* [Assigned task]
The data must be returned in full, with no character altered.

══ Record extracts

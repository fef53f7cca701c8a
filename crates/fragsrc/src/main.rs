//! fragsrc - ring-buffer fragment source for event building
//!
//! # Usage
//!
//! ```bash
//! # Drain a ring into event-builder fragments on stdout (default)
//! fragsrc serve --ring tcp://daq-host:30000 --ids 1,2 --timestamp-extractor payload-word
//!
//! # Pass raw records through to another consumer
//! fragsrc relay --ring tcp://daq-host:30000 --output tcp://evb-host:4000
//!
//! # Validate a configuration file
//! fragsrc check --config configs/fragsrc.toml
//! ```

mod cmd;

use std::path::Path;

use anyhow::Result;
use clap::{Parser, Subcommand};
use tracing_subscriber::{EnvFilter, fmt, prelude::*};

use fragsrc_config::{Config, LogFormat};

/// fragsrc - ring-buffer fragment source for event building
#[derive(Parser, Debug)]
#[command(name = "fragsrc")]
#[command(version, about, long_about = None)]
struct Cli {
    #[command(subcommand)]
    command: Option<Command>,

    // Global args that apply to serve when no subcommand given
    /// Path to configuration file (error if specified but not found)
    #[arg(short, long, global = true)]
    config: Option<std::path::PathBuf>,

    /// Log level (trace, debug, info, warn, error). Overrides config file.
    #[arg(short, long, global = true)]
    log_level: Option<String>,
}

#[derive(Subcommand, Debug)]
enum Command {
    /// Drain a ring into event-builder fragments (default)
    Serve(cmd::serve::ServeArgs),

    /// Pass raw records through to an output sink across the bounded queue
    Relay(cmd::relay::RelayArgs),

    /// Load and validate the configuration, print the resolved settings
    Check(cmd::check::CheckArgs),
}

#[tokio::main]
async fn main() -> Result<()> {
    let cli = Cli::parse();

    match cli.command {
        Some(Command::Serve(mut args)) => {
            if args.config.is_none() && cli.config.is_some() {
                args.config = cli.config;
            }
            let (level, format) = resolve_logging(cli.log_level.as_deref(), args.config.as_deref());
            init_logging(&level, format)?;
            cmd::serve::run(args).await
        }
        Some(Command::Relay(mut args)) => {
            if args.config.is_none() && cli.config.is_some() {
                args.config = cli.config;
            }
            let (level, format) = resolve_logging(cli.log_level.as_deref(), args.config.as_deref());
            init_logging(&level, format)?;
            cmd::relay::run(args).await
        }
        Some(Command::Check(mut args)) => {
            if args.config.is_none() && cli.config.is_some() {
                args.config = cli.config;
            }
            // Check reports on stdout; no logging needed.
            cmd::check::run(args).await
        }
        // No subcommand = drain the ring (default behavior)
        None => {
            let (level, format) = resolve_logging(cli.log_level.as_deref(), cli.config.as_deref());
            init_logging(&level, format)?;
            let args = cmd::serve::ServeArgs {
                config: cli.config,
                ..Default::default()
            };
            cmd::serve::run(args).await
        }
    }
}

/// Resolve log settings: CLI flag > config file > default "info"/console
fn resolve_logging(cli_level: Option<&str>, config_path: Option<&Path>) -> (String, LogFormat) {
    let mut level = "info".to_string();
    let mut format = LogFormat::Console;

    if let Some(path) = config_path
        && path.exists()
        && let Ok(config) = Config::read_file(path)
    {
        level = config.log.level.as_str().to_string();
        format = config.log.format;
    }

    if let Some(cli) = cli_level {
        level = cli.to_string();
    }

    (level, format)
}

/// Initialize the tracing subscriber for logging
///
/// Logs always go to stderr: in relay mode (and serve's default wiring)
/// stdout is the data sink itself.
fn init_logging(level: &str, format: LogFormat) -> Result<()> {
    let filter = EnvFilter::try_new(level)
        .or_else(|_| EnvFilter::try_new("info"))
        .map_err(|e| anyhow::anyhow!("invalid log level: {}", e))?;

    let registry = tracing_subscriber::registry().with(filter);
    match format {
        LogFormat::Json => registry
            .with(fmt::layer().json().with_writer(std::io::stderr))
            .init(),
        LogFormat::Console => registry
            .with(
                fmt::layer()
                    .with_target(true)
                    .with_thread_ids(false)
                    .with_writer(std::io::stderr),
            )
            .init(),
    }

    Ok(())
}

════

* [Exercise response]
repository fef53f7cca701c8a
filename crates/fragsrc/src/main.rs
//! fragsrc - ring-buffer fragment source for event building
//!
//! # Usage
//!
//! ```bash
//! # Drain a ring into event-builder fragments on stdout (default)
//! fragsrc serve --ring tcp://daq-host:30000 --ids 1,2 --timestamp-extractor payload-word
//!
//! # Pass raw records through to another consumer
//! fragsrc relay --ring tcp://daq-host:30000 --output tcp://evb-host:4000
//!
//! # Validate a configuration file
//! fragsrc check --config configs/fragsrc.toml
//! ```

mod cmd;

use std::path::Path;

use anyhow::Result;
use clap::{Parser, Subcommand};
use tracing_subscriber::{EnvFilter, fmt, prelude::*};

use fragsrc_config::{Config, LogFormat};

/// fragsrc - ring-buffer fragment source for event building
#[derive(Parser, Debug)]
#[command(name = "fragsrc")]
#[command(version, about, long_about = None)]
struct Cli {
    #[command(subcommand)]
    command: Option<Command>,

    // Global args that apply to serve when no subcommand given
    /// Path to configuration file (error if specified but not found)
    #[arg(short, long, global = true)]
    config: Option<std::path::PathBuf>,

    /// Log level (trace, debug, info, warn, error). Overrides config file.
    #[arg(short, long, global = true)]
    log_level: Option<String>,
}

#[derive(Subcommand, Debug)]
enum Command {
    /// Drain a ring into event-builder fragments (default)
    Serve(cmd::serve::ServeArgs),

    /// Pass raw records through to an output sink across the bounded queue
    Relay(cmd::relay::RelayArgs),

    /// Load and validate the configuration, print the resolved settings
    Check(cmd::check::CheckArgs),
}

#[tokio::main]
async fn main() -> Result<()> {
    let cli = Cli::parse();

    match cli.command {
        Some(Command::Serve(mut args)) => {
            if args.config.is_none() && cli.config.is_some() {
                args.config = cli.config;
            }
            let (level, format) = resolve_logging(cli.log_level.as_deref(), args.config.as_deref());
            init_logging(&level, format)?;
            cmd::serve::run(args).await
        }
        Some(Command::Relay(mut args)) => {
            if args.config.is_none() && cli.config.is_some() {
                args.config = cli.config;
            }
            let (level, format) = resolve_logging(cli.log_level.as_deref(), args.config.as_deref());
            init_logging(&level, format)?;
            cmd::relay::run(args).await
        }
        Some(Command::Check(mut args)) => {
            if args.config.is_none() && cli.config.is_some() {
                args.config = cli.config;
            }
            // Check reports on stdout; no logging needed.
            cmd::check::run(args).await
        }
        // No subcommand = drain the ring (default behavior)
        None => {
            let (level, format) = resolve_logging(cli.log_level.as_deref(), cli.config.as_deref());
            init_logging(&level, format)?;
            let args = cmd::serve::ServeArgs {
                config: cli.config,
                ..Default::default()
            };
            cmd::serve::run(args).await
        }
    }
}

/// Resolve log settings: CLI flag > config file > default "info"/console
fn resolve_logging(cli_level: Option<&str>, config_path: Option<&Path>) -> (String, LogFormat) {
    let mut level = "info".to_string();
    let mut format = LogFormat::Console;

    if let Some(path) = config_path
        && path.exists()
        && let Ok(config) = Config::read_file(path)
    {
        level = config.log.level.as_str().to_string();
        format = config.log.format;
    }

    if let Some(cli) = cli_level {
        level = cli.to_string();
    }

    (level, format)
}

/// Initialize the tracing subscriber for logging
///
/// Logs always go to stderr: in relay mode (and serve's default wiring)
/// stdout is the data sink itself.
fn init_logging(level: &str, format: LogFormat) -> Result<()> {
    let filter = EnvFilter::try_new(level)
        .or_else(|_| EnvFilter::try_new("info"))
        .map_err(|e| anyhow::anyhow!("invalid log level: {}", e))?;

    let registry = tracing_subscriber::registry().with(filter);
    match format {
        LogFormat::Json => registry
            .with(fmt::layer().json().with_writer(std::io::stderr))
            .init(),
        LogFormat::Console => registry
            .with(
                fmt::layer()
                    .with_target(true)
                    .with_thread_ids(false)
                    .with_writer(std::io::stderr),
            )
            .init(),
    }

    Ok(())
}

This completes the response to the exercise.